RIAU24.COM -Menteri Keuangan (Menkeu) Purbaya Yudhi Sadewa menilai Danantara punya kapasitas keuangan yang cukup untuk menyelesaikan utang proyek PT Kereta Cepat Indonesia China (KCIC) atau Whoosh tanpa menggunakan dana Anggaran Pendapatan dan Belanja Negara (APBN).
Diketahui bahwa utang proyek kereta cepat Whoosh merupakan warisan dari rezim pemerintahan Presiden ketujuh RI Joko Widodo (Jokowi).
Purbaya mengatakan saat ini CEO Danantara Rosan Roeslani masih melakukan kajian teknis untuk merumuskan skema penyelesaian utang yang tepat untuk KCIC.
"Mereka (Danantara) akan purpose ke kami seperti apa. Ya, kira-kira nanti kita tunggu deh, seperti apa studinya," ujar Purbaya seusai menghadiri Rapat Dewan Pengawas Danantara, di Wisma Danantara, Jakarta, Rabu (15/10/2025).
Menurut Purbaya, dia sudah menanyakan klausul masalah utang kereta cepat itu kepada CEO Danantara.
"Saya tanya ke beliau (Rosan) tadi, apakah di klausulnya yang bayar harus pemerintah? Kan, yang penting, kalau yang saya tahu CDB (China Development Bank) mereka yang penting struktur pembayarannya clear. Jadi, seharusnya enggak ada masalah," lanjutnya.
Menkeu Purbaya memandang, Danantara mampu menanggung beban tersebut karena memiliki sumber keuangan yang kuat dari dividen BUMN.
"Sudah saya sampaikan, karena kan, Danantara terima dividen dari BUMN hampir Rp 80 triliun-Rp 90 triliun. Itu cukup untuk menutupi sekitar Rp 2 triliun (bunga) bayaran tahunan untuk KCIC," katanya lagi.
Niali deviden BUMN yang dihimpun langsung oleh Danantara juga berpotensi meningkat setiap tahunnya.
Sebagian dana tersebut saat ini sempat ditempatkan dalam bentuk obligasi pemerintah. Walakin, Purbaya meminta Danantara mengoptimalkan penempatan dana tersebut agar lebih produktif.

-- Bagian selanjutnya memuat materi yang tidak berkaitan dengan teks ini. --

//! 解析結果の型定義
//!
//! ネイティブとWeb(WASM)で共有される型:
//! - ExtractedFields: Analysis A（スクリーンショットから抜き出した値）
//! - ExpertDiagnosis: Analysis B（AIによる診断コメント）
//! - AnalysisResult: 上記2つをまとめた最終出力
//!
//! JSONのフィールド名は画面に埋め込むJSONブロックの契約でもあるので変更しないこと。

use serde::{Deserialize, Deserializer, Serialize};

/// 値が読み取れない場合の番兵値
pub const BLANK: &str = "blank";

/// String IDの名前空間プレフィックス
pub const STRING_ID_PREFIX: &str = "RingCentral.";

fn blank() -> String {
    BLANK.to_string()
}

/// null・欠落・空文字を "blank" に寄せる
fn string_or_blank<'de, D>(deserializer: D) -> Result<String, D::Error>
where
    D: Deserializer<'de>,
{
    let value: Option<String> = Option::deserialize(deserializer)?;
    Ok(match value {
        Some(s) if !s.trim().is_empty() => s,
        _ => blank(),
    })
}

fn list_or_empty<'de, D>(deserializer: D) -> Result<Vec<String>, D::Error>
where
    D: Deserializer<'de>,
{
    let value: Option<Vec<String>> = Option::deserialize(deserializer)?;
    Ok(value.unwrap_or_default())
}

/// Analysis A: 構造化データ抽出
#[derive(Debug, Clone, PartialEq, Eq, Serialize, Deserialize)]
#[serde(rename_all = "camelCase", default)]
pub struct ExtractedFields {
    #[serde(deserialize_with = "string_or_blank")]
    pub bug_id: String,

    #[serde(deserialize_with = "string_or_blank")]
    pub vendor_task: String,      // RING_XXXX_PXXXX

    #[serde(rename = "parentID", deserialize_with = "string_or_blank")]
    pub parent_id: String,        // LOC-XXXX

    #[serde(deserialize_with = "string_or_blank")]
    pub priority: String,

    #[serde(deserialize_with = "string_or_blank")]
    pub xtm_project: String,

    #[serde(deserialize_with = "string_or_blank")]
    pub language: String,

    #[serde(deserialize_with = "list_or_empty")]
    pub string_ids: Vec<String>,

    #[serde(deserialize_with = "string_or_blank")]
    pub source_string: String,

    #[serde(deserialize_with = "string_or_blank")]
    pub current_translation: String,

    #[serde(deserialize_with = "string_or_blank")]
    pub final_translation: String,

    #[serde(deserialize_with = "string_or_blank")]
    pub issue_description: String,
}

impl Default for ExtractedFields {
    fn default() -> Self {
        Self {
            bug_id: blank(),
            vendor_task: blank(),
            parent_id: blank(),
            priority: blank(),
            xtm_project: blank(),
            language: blank(),
            string_ids: Vec::new(),
            source_string: blank(),
            current_translation: blank(),
            final_translation: blank(),
            issue_description: blank(),
        }
    }
}

impl ExtractedFields {
    /// プレフィックスが "RingCentral." でないString ID
    pub fn string_ids_with_foreign_prefix(&self) -> Vec<&str> {
        self.string_ids
            .iter()
            .map(String::as_str)
            .filter(|id| !id.starts_with(STRING_ID_PREFIX))
            .collect()
    }
}

/// Analysis B: エキスパート診断
///
/// `impact_assessment` などのリッチテキストはAI由来の信頼できないHTML。
/// 表示前に必ず [`crate::markup::sanitize`] を通すこと。
#[derive(Debug, Clone, PartialEq, Eq, Serialize, Deserialize)]
#[serde(rename_all = "camelCase", default)]
pub struct ExpertDiagnosis {
    #[serde(deserialize_with = "string_or_blank")]
    pub impact_assessment: String,

    #[serde(deserialize_with = "string_or_blank")]
    pub global_checking: String,  // "Yes" / "No"

    #[serde(deserialize_with = "string_or_blank")]
    pub root_cause_inference: String,

    #[serde(deserialize_with = "string_or_blank")]
    pub enhanced_translation_diff: String,

    #[serde(deserialize_with = "string_or_blank")]
    pub unique_project_name: String,

    #[serde(deserialize_with = "string_or_blank")]
    pub involved_projects: String, // uniqueProjectNameと同じ値

    #[serde(deserialize_with = "list_or_empty")]
    pub actionable_recommendations: Vec<String>,
}

impl Default for ExpertDiagnosis {
    fn default() -> Self {
        Self {
            impact_assessment: blank(),
            global_checking: blank(),
            root_cause_inference: blank(),
            enhanced_translation_diff: blank(),
            unique_project_name: blank(),
            involved_projects: blank(),
            actionable_recommendations: Vec::new(),
        }
    }
}

impl ExpertDiagnosis {
    /// 類似問題の横断チェックが必要か
    pub fn needs_global_check(&self) -> bool {
        self.global_checking.trim().eq_ignore_ascii_case("yes")
    }
}

/// AI解析結果
#[derive(Debug, Clone, PartialEq, Eq, Serialize, Deserialize)]
#[serde(rename_all = "camelCase")]
pub struct AnalysisResult {
    pub analysis_a: ExtractedFields,
    pub analysis_b: ExpertDiagnosis,
}

/// String IDからプロジェクト名を取り出す
///
/// 最初のドットの次のセグメント。`"RingCentral.app.title"` → `"app"`
pub fn project_name_from_string_id(string_id: &str) -> String {
    string_id
        .split('.')
        .nth(1)
        .map(str::trim)
        .filter(|s| !s.is_empty())
        .map(str::to_string)
        .unwrap_or_else(blank)
}

#[cfg(test)]
mod tests {
    use super::*;

    #[test]
    fn test_extracted_fields_default_is_blank() {
        let fields = ExtractedFields::default();
        assert_eq!(fields.bug_id, BLANK);
        assert_eq!(fields.issue_description, BLANK);
        assert!(fields.string_ids.is_empty());
    }

    #[test]
    fn test_analysis_result_serialize_field_names() {
        let result = AnalysisResult {
            analysis_a: ExtractedFields {
                bug_id: "LVM-31313".to_string(),
                parent_id: "LOC-1234".to_string(),
                xtm_project: "88120".to_string(),
                ..Default::default()
            },
            analysis_b: ExpertDiagnosis {
                global_checking: "No".to_string(),
                ..Default::default()
            },
        };

        let json = serde_json::to_string(&result).expect("シリアライズ失敗");
        assert!(json.contains("\"analysisA\":"));
        assert!(json.contains("\"analysisB\":"));
        assert!(json.contains("\"bugId\":\"LVM-31313\""));
        assert!(json.contains("\"parentID\":\"LOC-1234\""));
        assert!(json.contains("\"xtmProject\":\"88120\""));
        assert!(json.contains("\"globalChecking\":\"No\""));
        assert!(json.contains("\"actionableRecommendations\":[]"));
    }

    #[test]
    fn test_deserialize_missing_fields_become_blank() {
        let json = r#"{
            "analysisA": {"bugId": "LVM-1", "stringIds": ["RingCentral.app.title"]},
            "analysisB": {"globalChecking": "Yes"}
        }"#;

        let result: AnalysisResult = serde_json::from_str(json).expect("デシリアライズ失敗");
        assert_eq!(result.analysis_a.bug_id, "LVM-1");
        assert_eq!(result.analysis_a.vendor_task, BLANK);
        assert_eq!(result.analysis_a.parent_id, BLANK);
        assert_eq!(result.analysis_a.string_ids, vec!["RingCentral.app.title"]);
        assert_eq!(result.analysis_b.impact_assessment, BLANK);
        assert!(result.analysis_b.actionable_recommendations.is_empty());
    }

    #[test]
    fn test_deserialize_null_and_empty_become_blank() {
        let json = r#"{
            "analysisA": {"bugId": null, "priority": "", "language": "   ", "stringIds": null},
            "analysisB": {"uniqueProjectName": null, "actionableRecommendations": null}
        }"#;

        let result: AnalysisResult = serde_json::from_str(json).expect("デシリアライズ失敗");
        assert_eq!(result.analysis_a.bug_id, BLANK);
        assert_eq!(result.analysis_a.priority, BLANK);
        assert_eq!(result.analysis_a.language, BLANK);
        assert!(result.analysis_a.string_ids.is_empty());
        assert_eq!(result.analysis_b.unique_project_name, BLANK);
        assert!(result.analysis_b.actionable_recommendations.is_empty());
    }

    #[test]
    fn test_deserialize_wrong_type_fails() {
        let json = r#"{"analysisA": {"bugId": 31313}, "analysisB": {}}"#;
        assert!(serde_json::from_str::<AnalysisResult>(json).is_err());

        let json = r#"{"analysisA": {"stringIds": "RingCentral.a"}, "analysisB": {}}"#;
        assert!(serde_json::from_str::<AnalysisResult>(json).is_err());
    }

    #[test]
    fn test_deserialize_missing_group_fails() {
        let json = r#"{"analysisA": {"bugId": "LVM-1"}}"#;
        let err = serde_json::from_str::<AnalysisResult>(json).unwrap_err();
        assert!(err.to_string().contains("analysisB"));
    }

    #[test]
    fn test_multiline_strings_preserved() {
        let json = r#"{
            "analysisA": {"sourceString": "Line one\nLine two"},
            "analysisB": {}
        }"#;
        let result: AnalysisResult = serde_json::from_str(json).expect("デシリアライズ失敗");
        assert_eq!(result.analysis_a.source_string, "Line one\nLine two");
    }

    // =============================================
    // 派生値テスト
    // =============================================

    #[test]
    fn test_needs_global_check() {
        let mut diagnosis = ExpertDiagnosis::default();
        assert!(!diagnosis.needs_global_check());

        diagnosis.global_checking = "Yes".to_string();
        assert!(diagnosis.needs_global_check());

        diagnosis.global_checking = " yes ".to_string();
        assert!(diagnosis.needs_global_check());

        diagnosis.global_checking = "No".to_string();
        assert!(!diagnosis.needs_global_check());
    }

    #[test]
    fn test_project_name_from_string_id() {
        assert_eq!(project_name_from_string_id("RingCentral.app.title"), "app");
        assert_eq!(project_name_from_string_id("RingCentral.contactCenter"), "contactCenter");
        assert_eq!(project_name_from_string_id("RingCentral"), BLANK);
        assert_eq!(project_name_from_string_id("RingCentral."), BLANK);
        assert_eq!(project_name_from_string_id(""), BLANK);
    }

    #[test]
    fn test_string_ids_with_foreign_prefix() {
        let fields = ExtractedFields {
            string_ids: vec![
                "RingCentral.app.title".to_string(),
                "Glip.menu.open".to_string(),
                "RingCentral.ui.ok".to_string(),
            ],
            ..Default::default()
        };
        assert_eq!(fields.string_ids_with_foreign_prefix(), vec!["Glip.menu.open"]);
    }
}
//! LVM Bug Reader（ネイティブ）
//!
//! ブラウザ版と同じ解析クライアントを reqwest で動かす。
//! スクリプトからの一括確認やライブ統合テストで使う。

pub mod config;
pub mod error;
pub mod loader;
pub mod transport;

pub use lvm_bug_reader_common as common;

use std::path::Path;

use config::Config;
use error::Result;
use lvm_bug_reader_common::{AnalysisClient, AnalysisResult, Transport};
use transport::ReqwestTransport;

/// 設定からreqwest版クライアントを作る（APIキーがなければ失敗し、通信はしない）
pub fn client_from_config(config: &Config) -> Result<AnalysisClient<ReqwestTransport>> {
    let client_config = config.client_config()?;
    Ok(AnalysisClient::new(client_config, ReqwestTransport::new()))
}

/// スクリーンショット1枚を解析
///
/// ファイルが読めない・画像でない場合は送信せずに失敗する
pub async fn analyze_image_file<T: Transport>(
    client: &AnalysisClient<T>,
    path: &Path,
) -> Result<AnalysisResult> {
    let image = loader::load_image_file(path)?;
    Ok(client.analyze(&image).await?)
}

Sebelumnya, pemerintah telah mengalihkan seluruh dividen dari BUMN yang tadinya masuk ke kas negara untuk dikelola langsung oleh Danantara.
Skema ini menurut Menkeu, justru memperkuat kemampuan Danantara untuk menangani pembayaran utang KCIC tersebut.
"Ketika sudah dipisahkan, dan seluruh dividen masuk ke Danantara, Danantara cukup mampu untuk membayar itu. Jadi, bukan enggak dibayar, tetapi (dibayar) Danantara, bukan APBN, kelihatannya. Arahnya saya maunya ke sana," tutur Purbaya saat ditemui di Gedung Direktorat Jenderal Pajak, Jakarta, Rabu.
Sebagai informasi, total investasi proyek kereta cepat mencapai sekitar 7,27 miliar dolar AS atau setara Rp 120,38 triliun.
Sekitar 75 persen dari nilai proyek tersebut dibiayai melalui pinjaman dari CDB dengan bunga 2 persen per tahun.
Hingga kini, terdapat dua opsi penyelesaian utang yang tengah dikaji, yakni pelimpahan kepada pemerintah atau penyertaan dana tambahan ke PT Kereta Api Indonesia (KAI).
Namun, opsi tersebut belum final dan tetap mendorong Danantara untuk mengambil peran utama dalam pembayaran.